How to develop autonomy

As Simon Sinek suggests, it is important to start with the ‘why’: if your team understands why it is there and how it contributes to the company’s mission, they will be more likely to move forward. An Agile leader should also be able to explain the ‘what’: what needs to be done, which should be aligned with the rest of the teams. Once the ‘why’ and the ‘what’ are identified and understood, the Agile leader must put in place the necessary framework for the team to self-organize on the ‘how’.

This requires letting go on the part of the Agile leader, who must trust the team. This trust comes in exchange for transparency. In order to move forward and learn together, the data must be visible, otherwise, there can be no progress.

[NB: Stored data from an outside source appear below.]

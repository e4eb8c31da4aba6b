//! Per-model token-bucket rate limiting
//!
//! One bucket per model that carries a rate limit; models without one
//! bypass this crate entirely. Buckets are created lazily on first use
//! and live until process exit.

mod bucket;
mod error;

pub use bucket::TokenBucket;
pub use error::RateLimitError;

use std::sync::Arc;

use dashmap::DashMap;
use switchboard_catalog::RateLimitConfig;
use switchboard_core::Deadline;

/// Keyed collection of token buckets
///
/// Keys are `provider/model` coordinates. A bucket is rebuilt when the
/// model's rate-limit configuration changes across a catalog refresh.
#[derive(Default)]
pub struct RateLimiter {
    buckets: DashMap<String, Arc<TokenBucket>>,
}

impl RateLimiter {
    pub fn new() -> Self {
        Self::default()
    }

    /// Acquire one token for `key` under the given configuration
    ///
    /// Sleeps when the bucket is empty but the deficit refills before the
    /// deadline; fails with `rate-limited` otherwise. Tokens spent here
    /// are never refunded, even if the upstream call is later abandoned.
    pub async fn acquire(&self, key: &str, config: RateLimitConfig, deadline: Deadline) -> Result<(), RateLimitError> {
        let bucket = {
            let mut entry = self
                .buckets
                .entry(key.to_owned())
                .or_insert_with(|| Arc::new(TokenBucket::new(config)));
            if entry.config() != config {
                // Config changed across a refresh: replace, starting full
                *entry = Arc::new(TokenBucket::new(config));
            }
            Arc::clone(&entry)
        };

        bucket.acquire(1, deadline).await
    }

    /// Bucket currently tracked for `key`, if any
    pub fn bucket(&self, key: &str) -> Option<Arc<TokenBucket>> {
        self.buckets.get(key).map(|b| b.clone())
    }
}
use std::sync::Arc;

use chrono::Utc;
use switchboard_adapters::{AdapterRegistry, CallContext, ChunkStream, InvokeRequest, InvokeResponse};
use switchboard_auth::Principal;
use switchboard_catalog::{Catalog, ModelQuery, ModelTarget};
use switchboard_core::Deadline;
use switchboard_ratelimit::RateLimiter;
use switchboard_recorder::InvocationRecorder;

use crate::error::RouterError;
use crate::recording::{RecordingStream, draft_for_error, draft_for_response};
use crate::select::select_candidate;

/// Composes catalog, adapters, rate limiter, and recorder into the
/// request-serving pipeline
#[derive(Clone)]
pub struct RouterEngine {
    inner: Arc<EngineInner>,
}

struct EngineInner {
    catalog: Catalog,
    adapters: AdapterRegistry,
    limiter: RateLimiter,
    recorder: InvocationRecorder,
}

impl RouterEngine {
    pub fn new(catalog: Catalog, adapters: AdapterRegistry, limiter: RateLimiter, recorder: InvocationRecorder) -> Self {
        Self {
            inner: Arc::new(EngineInner {
                catalog,
                adapters,
                limiter,
                recorder,
            }),
        }
    }

    pub fn catalog(&self) -> &Catalog {
        &self.inner.catalog
    }

    pub fn recorder(&self) -> &InvocationRecorder {
        &self.inner.recorder
    }

    /// Direct mode: the caller names the target
    pub async fn invoke_direct(
        &self,
        provider: &str,
        model: &str,
        request: &InvokeRequest,
        principal: &Principal,
        deadline: Deadline,
    ) -> Result<InvokeResponse, RouterError> {
        let target = self.resolve_target(provider, model, principal)?;
        self.invoke_target(&target, request, principal, deadline).await
    }

    /// Tag-routed mode: the engine selects the target
    pub async fn invoke_routed(
        &self,
        query: &ModelQuery,
        request: &InvokeRequest,
        principal: &Principal,
        deadline: Deadline,
    ) -> Result<(ModelTarget, InvokeResponse), RouterError> {
        let target = select_candidate(&self.inner.catalog, query, principal)?;
        let response = self.invoke_target(&target, request, principal, deadline).await?;
        Ok((target, response))
    }

    /// Direct mode, streaming
    pub async fn stream_direct(
        &self,
        provider: &str,
        model: &str,
        request: &InvokeRequest,
        principal: &Principal,
        deadline: Deadline,
    ) -> Result<ChunkStream, RouterError> {
        let target = self.resolve_target(provider, model, principal)?;
        self.stream_target(&target, request, principal, deadline).await
    }

    /// Tag-routed mode, streaming
    pub async fn stream_routed(
        &self,
        query: &ModelQuery,
        request: &InvokeRequest,
        principal: &Principal,
        deadline: Deadline,
    ) -> Result<(ModelTarget, ChunkStream), RouterError> {
        let target = select_candidate(&self.inner.catalog, query, principal)?;
        let stream = self.stream_target(&target, request, principal, deadline).await?;
        Ok((target, stream))
    }

    /// Lookup, activity check, and allow-list check for direct mode
    fn resolve_target(&self, provider: &str, model: &str, principal: &Principal) -> Result<ModelTarget, RouterError> {
        let target = self.inner.catalog.get_model(provider, model)?;
        if !target.model.is_active || !target.provider.is_active {
            return Err(RouterError::ModelDisabled {
                provider: provider.to_owned(),
                model: model.to_owned(),
            });
        }
        principal.authorize(provider, model)?;
        Ok(target)
    }

    /// Shared tail of the pipeline: rate token, adapter call, record
    async fn invoke_target(
        &self,
        target: &ModelTarget,
        request: &InvokeRequest,
        principal: &Principal,
        deadline: Deadline,
    ) -> Result<InvokeResponse, RouterError> {
        request.validate()?;
        self.acquire_rate_token(target, deadline).await?;

        let adapter = self.inner.adapters.get(target.provider.provider_type);
        let ctx = CallContext::new(deadline).with_limits(principal.parameter_limits());
        let started_at = Utc::now();

        match adapter.invoke(target, request, &ctx).await {
            Ok(mut response) => {
                // Cost is computed from the upstream counts and pricing
                response.cost = response
                    .usage
                    .and_then(|u| target.model.config.cost(u.prompt_tokens, u.completion_tokens));
                self.inner
                    .recorder
                    .record(draft_for_response(target, request, started_at, &response));
                Ok(response)
            }
            Err(error) => {
                tracing::warn!(
                    provider = %target.model.provider_name,
                    model = %target.model.name,
                    error = %error,
                    "adapter invocation failed"
                );
                self.inner
                    .recorder
                    .record(draft_for_error(target, request, started_at, &error));
                Err(error.into())
            }
        }
    }

    async fn stream_target(
        &self,
        target: &ModelTarget,
        request: &InvokeRequest,
        principal: &Principal,
        deadline: Deadline,
    ) -> Result<ChunkStream, RouterError> {
        request.validate()?;
        self.acquire_rate_token(target, deadline).await?;

        let adapter = self.inner.adapters.get(target.provider.provider_type);
        let ctx = CallContext::new(deadline).with_limits(principal.parameter_limits());
        let started_at = Utc::now();

        match adapter.invoke_stream(target, request, &ctx).await {
            Ok(stream) => Ok(Box::pin(RecordingStream::new(
                stream,
                self.inner.recorder.clone(),
                target.clone(),
                request,
                started_at,
            ))),
            Err(error) => {
                self.inner
                    .recorder
                    .record(draft_for_error(target, request, started_at, &error));
                Err(error.into())
            }
        }
    }

    /// One token per call for rate-limited models; others bypass
    ///
    /// A token spent here is never refunded, even when the upstream call
    /// is abandoned later.
    async fn acquire_rate_token(&self, target: &ModelTarget, deadline: Deadline) -> Result<(), RouterError> {
        if let Some(limit) = target.model.rate_limit {
            self.inner
                .limiter
                .acquire(&target.model.qualified_name(), limit, deadline)
                .await?;
        }
        Ok(())
    }
}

If the team is not used to autonomy, you will need to – as a leader – take a coaching posture to guide them through this process. Ask questions rather than advise or provide solutions.

How to develop a sense of competence

To support your teams in developing a sense of competence, you can position yourself as a servant leader and provide them with a framework that allows them to meet challenges. Roll up your sleeves and find ways to give them the means to learn: pair programming, peer review, dedicated slots for learning new skills, retrospectives, and action plans.

You can also use a tool like a skills matrix to know where everyone is in relation to the necessary skills for your team’s practice, and work on development and support plans.

How to create support

I talked about it earlier: feeling supported is the third and final element to put into practice for your team’s internal motivation to develop.

Spend time with them, “in the field”, to better understand what they are facing. Get your hands dirty when there are emergencies, to show yourself on their side and if you have useful skills to solve the problem. Develop your active listening: be curious and seek to understand rather than respond or judge. Use icebreaker activities to get to know each other better. Hold true commitments when they ask for help: if they see that you are not supporting them, trust will quickly erode and it will be difficult to put back in place. If you cannot act, explain why and what you have in your power to still move things forward. There you have it, you now know more about the different types of motivation and how to create an environment conducive to sustainable motivation – whether for you, personally, as a leader, or for your teams.

While external motivation factors are very common in companies, that does not mean they are the most effective in the long term. And even if setting up a framework for self-motivation seems far off, nothing beats practice and experimentation to find out what suits best and to start implementing, even small things.

Ask yourself what resonates most with you from what I have proposed today and what you would like to test right now. Take care!